Motivos
para processo de impeachment há, o que não há são condições políticas e
objetivas
Que
o governo Jair Bolsonaro é
um desastre nas mais variadas áreas, senão em todas, ninguém minimamente
informado e conectado à realidade tem dúvida. Daí a imaginar que o impeachment
está à vista é apenas um sonho de verão, ou de tempos de pandemia. Motivos há
de sobra. O que falta são ambiente político e condições objetivas, por
enquanto.
Como
esquecer a reação do presidente quando o Brasil ultrapassou cinco mil mortes
por covid-19: “E daí? Querem que
faça o quê?”. Como esquecer a cena do presidente passeando
de jet ski no dia em
que o número de mortos passou de dez mil? A gota
d’água é a falta de gotas de vacina. “Querem que eu faça o quê?” Que governe o
País, garanta e defenda as vacinas, salve vidas.
Bolsonaro, porém, nunca deixou de passear no seu jet ski pela realidade virtual em que vive, feliz, todo sorrisos, fazendo campanha antecipada pela sua reeleição, em vez de fazer campanha imediata pela vacinação. Ultrapassa todos os limites de provocação, irresponsabilidade, falta de respeito e bom senso. E é o principal culpado por trazer de volta a palavra impeachment ao cotidiano nacional.
Pelo
temor de a pandemia gerar processo de impeachment e descambar para crise
social, política e institucional, o procurador-geral da República, Augusto Aras, deixou o País de
prontidão com uma nota em que admite até estado de
defesa, previsto pelo artigo 136 da Constituição para
restringir liberdades individuais em cenários de caos.
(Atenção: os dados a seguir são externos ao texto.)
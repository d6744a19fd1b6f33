// SPDX-License-Identifier: Apache-2.0 OR MIT
// Copyright (c) 2025-2026 naskel.com

//! Radio-communications PDUs: Transmitter, Signal, Receiver.
//!
//! Transmitter carries two trailing variable blobs (modulation parameters
//! and antenna pattern) whose lengths must fall on a 64-bit boundary.
//! Signal carries bit-granular sample data whose byte size is
//! `ceil(data_length_bits / 8)`.

use crate::config::BLOB_ALIGNMENT;
use crate::protocol::enums::TransmitState;
use crate::protocol::records::{
    EntityId, ModulationType, RadioEntityType, VectorF32, WorldCoordinate,
};
use crate::wire::{Cursor, CursorMut, WireError, WireResult};

/// Transmitter PDU: state of one radio transmitter.
#[derive(Debug, Clone, PartialEq)]
pub struct TransmitterPdu {
    pub entity_id: EntityId,
    pub radio_id: u16,
    pub radio_entity_type: RadioEntityType,
    pub transmit_state: TransmitState,
    pub input_source: u8,
    pub antenna_location: WorldCoordinate,
    pub relative_antenna_location: VectorF32,
    pub antenna_pattern_type: u16,
    pub frequency: u64,
    pub transmit_frequency_bandwidth: f32,
    pub power: f32,
    pub modulation_type: ModulationType,
    pub crypto_system: u16,
    pub crypto_key_id: u16,
    /// Must be 64-bit aligned (`len % 8 == 0`) or encode fails.
    pub modulation_parameters: Vec<u8>,
    /// Must be 64-bit aligned (`len % 8 == 0`) or encode fails.
    pub antenna_pattern_parameters: Vec<u8>,
}

impl Default for TransmitterPdu {
    fn default() -> Self {
        Self {
            entity_id: EntityId::default(),
            radio_id: 0,
            radio_entity_type: RadioEntityType::default(),
            transmit_state: TransmitState::Off,
            input_source: 0,
            antenna_location: WorldCoordinate::default(),
            relative_antenna_location: VectorF32::default(),
            antenna_pattern_type: 0,
            frequency: 0,
            transmit_frequency_bandwidth: 0.0,
            power: 0.0,
            modulation_type: ModulationType::default(),
            crypto_system: 0,
            crypto_key_id: 0,
            modulation_parameters: Vec::new(),
            antenna_pattern_parameters: Vec::new(),
        }
    }
}

impl TransmitterPdu {
    const FIXED_LEN: usize = 92;

    pub fn content_length(&self) -> usize {
        Self::FIXED_LEN + self.modulation_parameters.len() + self.antenna_pattern_parameters.len()
    }

    fn check_alignment(&self) -> WireResult<()> {
        for blob in [&self.modulation_parameters, &self.antenna_pattern_parameters] {
            if blob.len() % BLOB_ALIGNMENT != 0 {
                return Err(WireError::AlignmentViolation {
                    len: blob.len(),
                    boundary: BLOB_ALIGNMENT,
                });
            }
        }
        Ok(())
    }

    pub fn decode(cursor: &mut Cursor<'_>) -> WireResult<Self> {
        let entity_id = EntityId::decode(cursor)?;
        let radio_id = cursor.read_u16()?;
        let radio_entity_type = RadioEntityType::decode(cursor)?;
        let transmit_state = TransmitState::from_raw(cursor.read_u8()?);
        let input_source = cursor.read_u8()?;
        cursor.skip(2)?;
        let antenna_location = WorldCoordinate::decode(cursor)?;
        let relative_antenna_location = VectorF32::decode(cursor)?;
        let antenna_pattern_type = cursor.read_u16()?;
        let antenna_pattern_len = cursor.read_u16()? as usize;
        let frequency = cursor.read_u64()?;
        let transmit_frequency_bandwidth = cursor.read_f32()?;
        let power = cursor.read_f32()?;
        let modulation_type = ModulationType::decode(cursor)?;
        let crypto_system = cursor.read_u16()?;
        let crypto_key_id = cursor.read_u16()?;
        let modulation_len = cursor.read_u8()? as usize;
        cursor.skip(3)?;
        let modulation_parameters = cursor.read_bytes(modulation_len)?.to_vec();
        let antenna_pattern_parameters = cursor.read_bytes(antenna_pattern_len)?.to_vec();

        Ok(Self {
            entity_id,
            radio_id,
            radio_entity_type,
            transmit_state,
            input_source,
            antenna_location,
            relative_antenna_location,
            antenna_pattern_type,
            frequency,
            transmit_frequency_bandwidth,
            power,
            modulation_type,
            crypto_system,
            crypto_key_id,
            modulation_parameters,
            antenna_pattern_parameters,
        })
    }

    pub fn encode(&self, cursor: &mut CursorMut<'_>) -> WireResult<()> {
        self.check_alignment()?;
        self.entity_id.encode(cursor)?;
        cursor.write_u16(self.radio_id)?;
        self.radio_entity_type.encode(cursor)?;
        cursor.write_u8(self.transmit_state.raw())?;
        cursor.write_u8(self.input_source)?;
        cursor.write_padding(2)?;
        self.antenna_location.encode(cursor)?;
        self.relative_antenna_location.encode(cursor)?;
        cursor.write_u16(self.antenna_pattern_type)?;
        cursor.write_len_u16(self.antenna_pattern_parameters.len())?;
        cursor.write_u64(self.frequency)?;
        cursor.write_f32(self.transmit_frequency_bandwidth)?;
        cursor.write_f32(self.power)?;
        self.modulation_type.encode(cursor)?;
        cursor.write_u16(self.crypto_system)?;
        cursor.write_u16(self.crypto_key_id)?;
        cursor.write_len_u8(self.modulation_parameters.len())?;
        cursor.write_padding(3)?;
        cursor.write_bytes(&self.modulation_parameters)?;
        cursor.write_bytes(&self.antenna_pattern_parameters)
    }
}

/// Signal PDU: one block of transmitted radio samples or data.
#[derive(Debug, Clone, Default, PartialEq, Eq)]
pub struct SignalPdu {
    pub entity_id: EntityId,
    pub radio_id: u16,
    pub encoding_scheme: u16,
    pub tdl_type: u16,
    pub sample_rate: u32,
    pub samples: u16,
    data_length_bits: u16,
    data: Vec<u8>,
}

impl SignalPdu {
    const FIXED_LEN: usize = 20;

    /// Bytes needed to hold `bits` of data, rounded up to a whole byte.
    fn required_bytes(bits: u16) -> usize {
        (bits as usize).div_ceil(8)
    }

    /// Set the payload, validating the byte buffer against the bit length.
    pub fn set_data(&mut self, data_length_bits: u16, data: Vec<u8>) -> WireResult<()> {
        let required = Self::required_bytes(data_length_bits);
        if data.len() != required {
            return Err(WireError::InvalidData {
                reason: format!(
                    "{} bits require {} data bytes, got {}",
                    data_length_bits,
                    required,
                    data.len()
                ),
            });
        }
        self.data_length_bits = data_length_bits;
        self.data = data;
        Ok(())
    }

    pub fn data_length_bits(&self) -> u16 {
        self.data_length_bits
    }

    pub fn data(&self) -> &[u8] {
        &self.data
    }

    pub fn content_length(&self) -> usize {
        Self::FIXED_LEN + self.data.len()
    }

    pub fn decode(cursor: &mut Cursor<'_>) -> WireResult<Self> {
        let entity_id = EntityId::decode(cursor)?;
        let radio_id = cursor.read_u16()?;
        let encoding_scheme = cursor.read_u16()?;
        let tdl_type = cursor.read_u16()?;
        let sample_rate = cursor.read_u32()?;
        let data_length_bits = cursor.read_u16()?;
        let samples = cursor.read_u16()?;
        let data = cursor.read_bytes(Self::required_bytes(data_length_bits))?.to_vec();

        Ok(Self {
            entity_id,
            radio_id,
            encoding_scheme,
            tdl_type,
            sample_rate,
            samples,
            data_length_bits,
            data,
        })
    }

    pub fn encode(&self, cursor: &mut CursorMut<'_>) -> WireResult<()> {
        // Re-validate: fields are public up to the data pair, and a stale
        // mismatch must never reach the wire.
        let required = Self::required_bytes(self.data_length_bits);
        if self.data.len() != required {
            return Err(WireError::InvalidData {
                reason: format!(
                    "{} bits require {} data bytes, got {}",
                    self.data_length_bits,
                    required,
                    self.data.len()
                ),
            });
        }
        self.entity_id.encode(cursor)?;
        cursor.write_u16(self.radio_id)?;
        cursor.write_u16(self.encoding_scheme)?;
        cursor.write_u16(self.tdl_type)?;
        cursor.write_u32(self.sample_rate)?;
        cursor.write_u16(self.data_length_bits)?;
        cursor.write_u16(self.samples)?;
        cursor.write_bytes(&self.data)
    }
}

/// Receiver PDU: state of one radio receiver.
#[derive(Debug, Clone, Default, PartialEq)]
pub struct ReceiverPdu {
    pub entity_id: EntityId,
    pub radio_id: u16,
    pub receiver_state: u16,
    pub received_power: f32,
    pub transmitter_entity_id: EntityId,
    pub transmitter_radio_id: u16,
}

impl ReceiverPdu {
    pub const CONTENT_LEN: usize = 24;

    pub fn content_length(&self) -> usize {
        Self::CONTENT_LEN
    }

    pub fn decode(cursor: &mut Cursor<'_>) -> WireResult<Self> {
        let entity_id = EntityId::decode(cursor)?;
        let radio_id = cursor.read_u16()?;
        let receiver_state = cursor.read_u16()?;
        cursor.skip(2)?;
        let received_power = cursor.read_f32()?;
        let transmitter_entity_id = EntityId::decode(cursor)?;
        let transmitter_radio_id = cursor.read_u16()?;

        Ok(Self {
            entity_id,
            radio_id,
            receiver_state,
            received_power,
            transmitter_entity_id,
            transmitter_radio_id,
        })
    }

    pub fn encode(&self, cursor: &mut CursorMut<'_>) -> WireResult<()> {
        self.entity_id.encode(cursor)?;
        cursor.write_u16(self.radio_id)?;
        cursor.write_u16(self.receiver_state)?;
        cursor.write_padding(2)?;
        cursor.write_f32(self.received_power)?;
        self.transmitter_entity_id.encode(cursor)?;
        cursor.write_u16(self.transmitter_radio_id)
    }
}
Soou como ameaça, por vários motivos: Aras é aliado e se sente devedor do presidente, que o pinçou para a PGR fora da lista tríplice; Bolsonaro ultrapassa limites todo santo dia; a incúria do governo compromete a vacinação da população; o auxílio emergencial acabou e milhões ficarão na miséria, cara a cara com a fome. Logo, a hipótese de impeachment não é mais absurda.
A
reação a Aras foi forte, de ministros do Supremo, parlamentares e dos próprios
procuradores, que focaram em dois pontos da nota: 1) a ameaça de estado de
defesa, num ambiente em que o presidente enaltece ditadores e atiça as Forças
Armadas e 2) a versão de Aras de que crimes de responsabilidade praticados por
agentes públicos são de competência do Legislativo. A avaliação é de que o
procurador tenta lavar as mãos e que uma autoridade saber com antecedência do
risco iminente de falta de oxigênio e não evitar que pessoas morram sufocadas é
crime comum, logo, compete aos tribunais e ao Ministério Público.
A
nota de Aras embola Bolsonaro, pandemia, os erros do governo e algo de imensa
importância no mundo e no Brasil, que é a troca de Donald Trump por Joe Biden
nos EUA. O governo é um desastre internamente e o último fiapo da política
externa esgarçou. Em vez de reagir corrigindo os erros, Bolsonaro dobra a
aposta e teme-se que, acuado, sinta-se tentado a chutar o pau da barraca,
recorrendo a instrumentos excepcionais, como o estado de defesa.
Como
imaginar impeachment, porém, se o candidato de Bolsonaro é favorito a
presidente da Câmara, o PT apoia o candidato dele no Senado, governadores e
prefeitos são investigados por desvios de recursos para leitos e respiradores
e, agora, políticos, empresários e imorais de toda sorte furam fila para roubar
as (já poucas) vacinas dos profissionais de saúde?
É dramático admitir, mas Bolsonaro é resultado e parte desse descalabro e conta com súditos fiéis para garantir pontos nas pesquisas e até bater bumbo pelas duas milhões de doses que devem pingar hoje no País, vindas da Índia. Chegam atrasadas, não resolvem nada, são uma gota no oceano para os brasileiros, mas os seguidores de Bolsonaro são craques em trocar a realidade pela versão do mito. Que vai ficando.